▶ _Work order_: The answer must be a single number, namely how many lines in the entries below contain the string "lock".

▶ _Records for this exercise_:
======
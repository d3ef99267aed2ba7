fn main() {
    println!("Run `cargo test -p pipeline` to execute the end-to-end pipeline tests.");
}

#[cfg(test)]
mod tests {
    use std::sync::Arc;
    use std::time::Duration;

    use dropgate_client::{
        Backoff, ChunkSink, ChunkUploader, ClientError, ReconnectConfig, StreamClient, StreamEvent,
        StreamTransport, UploaderConfig,
    };
    use dropgate_events::EventBus;
    use dropgate_protocol::Config;
    use dropgate_protocol::events::{Event, EventKind, UploadProgressPayload};
    use dropgate_protocol::messages::CreateUploadRequest;
    use dropgate_storage::{DiskStore, MemoryStore, ObjectStore};
    use dropgate_upload::{InMemoryRecordStore, RecordStore, UploadManager, checksum_bytes};

    struct Pipeline {
        manager: Arc<UploadManager>,
        records: Arc<InMemoryRecordStore>,
        bus: Arc<EventBus>,
    }

    fn pipeline_with(config: Config, objects: Arc<dyn ObjectStore>) -> Pipeline {
        let records = Arc::new(InMemoryRecordStore::new());
        let bus = Arc::new(EventBus::with_config(&config));
        let manager = Arc::new(UploadManager::new(
            config,
            objects,
            Arc::clone(&records) as Arc<dyn RecordStore>,
            Arc::clone(&bus),
        ));
        Pipeline {
            manager,
            records,
            bus,
        }
    }

    fn request(total: u64, hint: Option<u64>) -> CreateUploadRequest {
        CreateUploadRequest {
            file_name: "dataset.bin".into(),
            workspace_id: "ws".into(),
            total_size: total,
            chunk_size_hint: hint,
            content_hash: None,
        }
    }

    /// The reference scenario: a 12 MB file with a 5 MB chunk hint plans
    /// three chunks (5, 5, 2 MB), reassembles byte-for-byte, and leaves
    /// exactly one durable object behind.
    #[tokio::test]
    async fn twelve_megabyte_upload_roundtrip() {
        let objects = Arc::new(MemoryStore::new());
        let p = pipeline_with(Config::default(), Arc::clone(&objects) as Arc<dyn ObjectStore>);

        let total: usize = 12 * 1024 * 1024;
        let data: Vec<u8> = (0..total).map(|i| (i % 251) as u8).collect();

        let resp = p
            .manager
            .create_session("alice", &request(total as u64, Some(5 * 1024 * 1024)))
            .await
            .unwrap();
        assert_eq!(resp.chunk_size, 5_242_880);
        assert_eq!(resp.chunk_count, 3);

        for (index, chunk) in data.chunks(resp.chunk_size as usize).enumerate() {
            p.manager
                .submit_chunk(
                    "alice",
                    &resp.session_id,
                    index as u32,
                    chunk.to_vec(),
                    &checksum_bytes(chunk),
                )
                .await
                .unwrap();
        }

        let record = p.manager.finalize("alice", &resp.session_id).await.unwrap();
        assert_eq!(record.total_size, 12_582_912);

        let assembled = objects.get(&record.storage_key).await.unwrap();
        assert_eq!(assembled, data);
        assert!(
            objects
                .keys_with_prefix(&format!("uploads/{}/", resp.session_id))
                .is_empty()
        );
        assert_eq!(objects.len(), 1);
        assert_eq!(p.records.file_count(), 1);
    }

    /// Same flow against the disk backend, with out-of-order and
    /// duplicated chunk submissions along the way.
    #[tokio::test]
    async fn disk_backed_upload_with_retries_and_reordering() {
        let dir = tempfile::TempDir::new().unwrap();
        let objects = Arc::new(DiskStore::new(dir.path()).await.unwrap());
        let config = Config {
            max_file_size: 100_000,
            max_chunk_size: 1_000,
            min_chunk_size: 100,
            ..Config::default()
        };
        let p = pipeline_with(config, Arc::clone(&objects) as Arc<dyn ObjectStore>);

        let data: Vec<u8> = (0..2_500usize).map(|i| (i % 241) as u8).collect();
        let resp = p
            .manager
            .create_session("alice", &request(2_500, Some(1_000)))
            .await
            .unwrap();
        assert_eq!(resp.chunk_count, 3);

        let chunks: Vec<(u32, Vec<u8>)> = data
            .chunks(1_000)
            .enumerate()
            .map(|(i, c)| (i as u32, c.to_vec()))
            .collect();

        // Last chunk first, then the rest, then an at-least-once retry.
        for (index, bytes) in chunks.iter().rev() {
            p.manager
                .submit_chunk(
                    "alice",
                    &resp.session_id,
                    *index,
                    bytes.clone(),
                    &checksum_bytes(bytes),
                )
                .await
                .unwrap();
        }
        let ack = p
            .manager
            .submit_chunk(
                "alice",
                &resp.session_id,
                0,
                chunks[0].1.clone(),
                &checksum_bytes(&chunks[0].1),
            )
            .await
            .unwrap();
        assert_eq!(ack.received_count, 3);

        let record = p.manager.finalize("alice", &resp.session_id).await.unwrap();
        assert_eq!(objects.get(&record.storage_key).await.unwrap(), data);
    }

    /// The chunk uploader drives the real manager through a sink, with a
    /// bounded number of in-flight chunks.
    #[tokio::test]
    async fn client_uploader_feeds_the_manager() {
        let objects = Arc::new(MemoryStore::new());
        let config = Config {
            max_file_size: 100_000,
            max_chunk_size: 500,
            min_chunk_size: 100,
            ..Config::default()
        };
        let p = pipeline_with(config, Arc::clone(&objects) as Arc<dyn ObjectStore>);

        let data: Vec<u8> = (0..4_800usize).map(|i| (i % 239) as u8).collect();
        let resp = p
            .manager
            .create_session("alice", &request(4_800, Some(500)))
            .await
            .unwrap();

        struct ManagerSink {
            manager: Arc<UploadManager>,
            session_id: String,
        }

        #[async_trait::async_trait]
        impl ChunkSink for ManagerSink {
            async fn submit(
                &self,
                index: u32,
                bytes: Vec<u8>,
                checksum: &str,
            ) -> Result<(), ClientError> {
                self.manager
                    .submit_chunk("alice", &self.session_id, index, bytes, checksum)
                    .await
                    .map(|_| ())
                    .map_err(|e| ClientError::Rejected(e.to_string()))
            }
        }

        let sink = ManagerSink {
            manager: Arc::clone(&p.manager),
            session_id: resp.session_id.clone(),
        };
        let uploader = ChunkUploader::new(UploaderConfig {
            max_in_flight: 3,
            ..UploaderConfig::default()
        });
        uploader
            .upload(&data, resp.chunk_size, &sink)
            .await
            .unwrap();

        let record = p.manager.finalize("alice", &resp.session_id).await.unwrap();
        assert_eq!(record.total_size, 4_800);
        assert_eq!(objects.get(&record.storage_key).await.unwrap(), data);
    }

    /// Progress events observed through a live subscription track the
    /// upload monotonically and end with completion markers.
    #[tokio::test]
    async fn subscriber_observes_upload_lifecycle() {
        let objects = Arc::new(MemoryStore::new());
        let config = Config {
            max_file_size: 10_000,
            max_chunk_size: 100,
            min_chunk_size: 10,
            ..Config::default()
        };
        let p = pipeline_with(config, objects);
        let sub = p.bus.subscribe("observer", vec!["ws".into()], None);

        let data = vec![7u8; 300];
        let resp = p
            .manager
            .create_session("alice", &request(300, Some(100)))
            .await
            .unwrap();
        for (index, chunk) in data.chunks(100).enumerate() {
            p.manager
                .submit_chunk(
                    "alice",
                    &resp.session_id,
                    index as u32,
                    chunk.to_vec(),
                    &checksum_bytes(chunk),
                )
                .await
                .unwrap();
        }
        p.manager.finalize("alice", &resp.session_id).await.unwrap();

        let mut progress = Vec::new();
        let mut kinds = Vec::new();
        while let Some(event) = sub.try_recv() {
            kinds.push(event.kind);
            if event.kind == EventKind::UploadProgress {
                let payload: UploadProgressPayload = event.parse_payload().unwrap();
                progress.push(payload.received_count);
            }
        }

        assert_eq!(progress, vec![1, 2, 3]);
        assert_eq!(kinds.last(), Some(&EventKind::FileReady));
        assert!(kinds.contains(&EventKind::UploadComplete));
        // Sequence numbers were gapless.
        assert_eq!(p.bus.latest_sequence("ws"), kinds.len() as u64);
    }

    /// A transport that drains a real bus subscription per physical
    /// connection, and can kill the active connection to simulate a
    /// network drop.
    struct BusTransport {
        bus: Arc<EventBus>,
        kill: std::sync::Mutex<Vec<tokio::sync::oneshot::Sender<()>>>,
    }

    impl BusTransport {
        fn new(bus: Arc<EventBus>) -> Arc<Self> {
            Arc::new(Self {
                bus,
                kill: std::sync::Mutex::new(Vec::new()),
            })
        }

        fn drop_connection(&self) {
            for sender in self.kill.lock().unwrap().drain(..) {
                let _ = sender.send(());
            }
        }
    }

    #[async_trait::async_trait]
    impl StreamTransport for BusTransport {
        async fn connect(
            &self,
            from: Option<u64>,
        ) -> Result<tokio::sync::mpsc::Receiver<Event>, ClientError> {
            let subscription = self.bus.subscribe("viewer", vec!["ws".into()], from);
            let (tx, rx) = tokio::sync::mpsc::channel(64);
            let (kill_tx, mut kill_rx) = tokio::sync::oneshot::channel();
            self.kill.lock().unwrap().push(kill_tx);

            tokio::spawn(async move {
                loop {
                    tokio::select! {
                        _ = &mut kill_rx => break,
                        event = subscription.recv() => match event {
                            Some(event) => {
                                if tx.send(event).await.is_err() {
                                    break;
                                }
                            }
                            None => break,
                        }
                    }
                }
            });
            Ok(rx)
        }
    }

    /// Disconnect mid-stream, reconnect with `from` = last seen sequence:
    /// later events arrive exactly once, no duplicates, no gap while the
    /// replay buffer still holds them.
    #[tokio::test]
    async fn stream_client_survives_connection_drop() {
        let bus = Arc::new(EventBus::new(64, 32));
        let transport = BusTransport::new(Arc::clone(&bus));
        let mut client = StreamClient::connect(
            transport.clone(),
            Backoff::new(ReconnectConfig {
                initial_delay: Duration::from_millis(1),
                max_delay: Duration::from_millis(10),
                multiplier: 2.0,
                jitter_ratio: 0.25,
            }),
        );

        for _ in 0..17 {
            bus.publish(EventKind::WorkspaceActivity, "ws", &serde_json::json!({}));
        }

        let mut received = Vec::new();
        while received.len() < 17 {
            match client.next().await.unwrap() {
                StreamEvent::Event(event) => received.push(event.sequence_number),
                StreamEvent::State(_) => {}
            }
        }
        assert_eq!(received, (1..=17).collect::<Vec<u64>>());

        // Drop the physical connection, then publish more.
        transport.drop_connection();
        for _ in 0..3 {
            bus.publish(EventKind::WorkspaceActivity, "ws", &serde_json::json!({}));
        }

        while received.len() < 20 {
            match client.next().await.unwrap() {
                StreamEvent::Event(event) => received.push(event.sequence_number),
                StreamEvent::State(_) => {}
            }
        }
        assert_eq!(received, (1..=20).collect::<Vec<u64>>());
        client.close();
    }
}
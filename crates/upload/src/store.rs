//! In-memory registry of live upload sessions.

use std::collections::HashMap;
use std::sync::{Arc, Mutex};

use crate::session::UploadSession;

/// One registered session behind its own lock: the per-session critical
/// section for bitmap mutation and state transitions. Sessions never
/// share a lock, so uploads to different sessions proceed in parallel.
pub type SessionHandle = Arc<Mutex<UploadSession>>;

/// Tracks in-flight uploads by id.
#[derive(Default)]
pub struct SessionStore {
    sessions: Mutex<HashMap<String, SessionHandle>>,
}

impl SessionStore {
    pub fn new() -> Self {
        Self::default()
    }

    pub fn insert(&self, session: UploadSession) -> SessionHandle {
        let id = session.id.clone();
        let handle: SessionHandle = Arc::new(Mutex::new(session));
        self.sessions
            .lock()
            .unwrap()
            .insert(id, Arc::clone(&handle));
        handle
    }

    pub fn get(&self, id: &str) -> Option<SessionHandle> {
        self.sessions.lock().unwrap().get(id).cloned()
    }

    pub fn remove(&self, id: &str) -> Option<SessionHandle> {
        self.sessions.lock().unwrap().remove(id)
    }

    /// Snapshot of all registered sessions, for the expiry sweep.
    pub fn all(&self) -> Vec<SessionHandle> {
        self.sessions.lock().unwrap().values().cloned().collect()
    }

    pub fn len(&self) -> usize {
        self.sessions.lock().unwrap().len()
    }

    pub fn is_empty(&self) -> bool {
        self.len() == 0
    }
}
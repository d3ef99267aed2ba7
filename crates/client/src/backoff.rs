//! Reconnect pacing.
//!
//! Delays grow geometrically per failed attempt up to a cap; a jitter
//! factor drawn from an injectable [`JitterSource`] then spreads
//! concurrent clients apart. Tests pin the schedule with [`NoJitter`].

use std::sync::atomic::{AtomicU64, Ordering};
use std::time::Duration;

/// Produces jitter samples in `[-1.0, 1.0]`.
pub trait JitterSource: Send + Sync {
    fn sample(&self) -> f64;
}

/// Default source: a splitmix64 sequence over an atomic counter, seeded
/// once per instance.
pub struct RandomJitter {
    state: AtomicU64,
}

impl Default for RandomJitter {
    fn default() -> Self {
        let seed = std::time::SystemTime::now()
            .duration_since(std::time::UNIX_EPOCH)
            .map(|d| d.as_nanos() as u64)
            .unwrap_or(0x9E37_79B9_7F4A_7C15);
        Self {
            state: AtomicU64::new(seed),
        }
    }
}

impl JitterSource for RandomJitter {
    fn sample(&self) -> f64 {
        let n = self.state.fetch_add(0x9E37_79B9_7F4A_7C15, Ordering::Relaxed);
        let mut z = n;
        z = (z ^ (z >> 30)).wrapping_mul(0xBF58_476D_1CE4_E5B9);
        z = (z ^ (z >> 27)).wrapping_mul(0x94D0_49BB_1331_11EB);
        z ^= z >> 31;
        // Top 53 bits -> [0, 1), mapped onto [-1, 1).
        ((z >> 11) as f64 / (1u64 << 53) as f64) * 2.0 - 1.0
    }
}

/// Zero jitter, for tests that assert exact delays.
pub struct NoJitter;

impl JitterSource for NoJitter {
    fn sample(&self) -> f64 {
        0.0
    }
}

/// Shape of the reconnect schedule.
#[derive(Debug, Clone)]
pub struct ReconnectConfig {
    /// Delay before the first reconnect attempt.
    pub initial_delay: Duration,
    /// Cap on the delay between attempts.
    pub max_delay: Duration,
    /// Growth factor applied per failed attempt.
    pub multiplier: f64,
    /// Fraction of the delay the jitter may add or remove.
    pub jitter_ratio: f64,
}

impl Default for ReconnectConfig {
    fn default() -> Self {
        Self {
            initial_delay: Duration::from_millis(500),
            max_delay: Duration::from_secs(15),
            multiplier: 2.0,
            jitter_ratio: 0.25,
        }
    }
}

impl ReconnectConfig {
    /// Default schedule under a different cap.
    pub fn with_max_delay(max_delay: Duration) -> Self {
        Self {
            max_delay,
            ..Self::default()
        }
    }

    /// Unjittered delay for `attempt` (1-based): the initial delay grown
    /// by `multiplier` per prior attempt, capped at `max_delay`.
    fn base_delay(&self, attempt: u32) -> Duration {
        let mut delay = self.initial_delay;
        for _ in 1..attempt.min(32) {
            delay = delay.mul_f64(self.multiplier.max(1.0));
            if delay >= self.max_delay {
                return self.max_delay;
            }
        }
        delay.min(self.max_delay)
    }
}

/// The reconnect pacing policy: schedule shape plus jitter source.
pub struct Backoff {
    config: ReconnectConfig,
    jitter: Box<dyn JitterSource>,
}

impl Backoff {
    pub fn new(config: ReconnectConfig) -> Self {
        Self::with_jitter(config, Box::new(RandomJitter::default()))
    }

    pub fn with_jitter(config: ReconnectConfig, jitter: Box<dyn JitterSource>) -> Self {
        Self { config, jitter }
    }

    /// Delay before reconnect attempt number `attempt` (1-based).
    pub fn delay_for_attempt(&self, attempt: u32) -> Duration {
        let base = self.config.base_delay(attempt);
        let ratio = self.config.jitter_ratio.clamp(0.0, 1.0);
        let swing = base.mul_f64(ratio);
        let sample = self.jitter.sample().clamp(-1.0, 1.0);
        if sample >= 0.0 {
            base + swing.mul_f64(sample)
        } else {
            base.saturating_sub(swing.mul_f64(-sample))
        }
    }
}
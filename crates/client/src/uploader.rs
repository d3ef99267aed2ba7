//! Bounded-concurrency chunk submission.
//!
//! Splits a file's bytes along the session's chunk plan and pushes each
//! chunk through an injected [`ChunkSink`], keeping at most a fixed
//! number of chunks in flight, with a per-chunk deadline and bounded
//! retries for transient failures.

use std::time::Duration;

use async_trait::async_trait;
use futures_util::StreamExt;
use futures_util::stream;
use tokio::time::timeout;

use dropgate_upload::checksum_bytes;

use crate::ClientError;

/// Destination of chunk submissions (normally the HTTP PUT endpoint).
#[async_trait]
pub trait ChunkSink: Send + Sync {
    async fn submit(&self, index: u32, bytes: Vec<u8>, checksum: &str) -> Result<(), ClientError>;
}

/// Tuning for the chunk uploader.
#[derive(Debug, Clone)]
pub struct UploaderConfig {
    /// Maximum simultaneous in-flight chunks.
    pub max_in_flight: usize,
    /// Deadline per submission attempt.
    pub chunk_timeout: Duration,
    /// Attempts per chunk before giving up.
    pub max_attempts: u32,
    /// Delay between attempts (doubled each time).
    pub retry_delay: Duration,
}

impl Default for UploaderConfig {
    fn default() -> Self {
        Self {
            max_in_flight: 4,
            chunk_timeout: Duration::from_secs(30),
            max_attempts: 3,
            retry_delay: Duration::from_millis(250),
        }
    }
}

/// Pushes a session's chunks through a sink.
pub struct ChunkUploader {
    config: UploaderConfig,
}

impl ChunkUploader {
    pub fn new(config: UploaderConfig) -> Self {
        Self { config }
    }

    /// Submits every chunk of `data`, split at `chunk_size`.
    ///
    /// Submission order across chunks is not guaranteed (the server
    /// accepts chunks in any order); at most
    /// [`max_in_flight`](UploaderConfig::max_in_flight) are outstanding
    /// at once. The first non-transient failure aborts the upload.
    pub async fn upload(
        &self,
        data: &[u8],
        chunk_size: u64,
        sink: &dyn ChunkSink,
    ) -> Result<(), ClientError> {
        if chunk_size == 0 {
            return Err(ClientError::Rejected("chunk size must be positive".into()));
        }

        let chunks: Vec<(u32, Vec<u8>)> = data
            .chunks(chunk_size as usize)
            .enumerate()
            .map(|(index, chunk)| (index as u32, chunk.to_vec()))
            .collect();

        let mut submissions = stream::iter(chunks)
            .map(|(index, bytes)| self.submit_with_retry(index, bytes, sink))
            .buffer_unordered(self.config.max_in_flight);

        while let Some(result) = submissions.next().await {
            result?;
        }
        Ok(())
    }

    async fn submit_with_retry(
        &self,
        index: u32,
        bytes: Vec<u8>,
        sink: &dyn ChunkSink,
    ) -> Result<(), ClientError> {
        let checksum = checksum_bytes(&bytes);
        let mut attempt = 0;
        loop {
            attempt += 1;
            let result = match timeout(
                self.config.chunk_timeout,
                sink.submit(index, bytes.clone(), &checksum),
            )
            .await
            {
                Ok(result) => result,
                Err(_) => Err(ClientError::Timeout),
            };

            match result {
                Ok(()) => return Ok(()),
                Err(e) if e.is_transient() && attempt < self.config.max_attempts => {
                    let delay = self.config.retry_delay * 2u32.saturating_pow(attempt - 1);
                    tracing::debug!(index, attempt, error = %e, "retrying chunk submission");
                    tokio::time::sleep(delay).await;
                }
                Err(e) => {
                    tracing::warn!(index, attempt, error = %e, "chunk submission failed");
                    return Err(e);
                }
            }
        }
    }
}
======
▶ _Exercise answer_: 9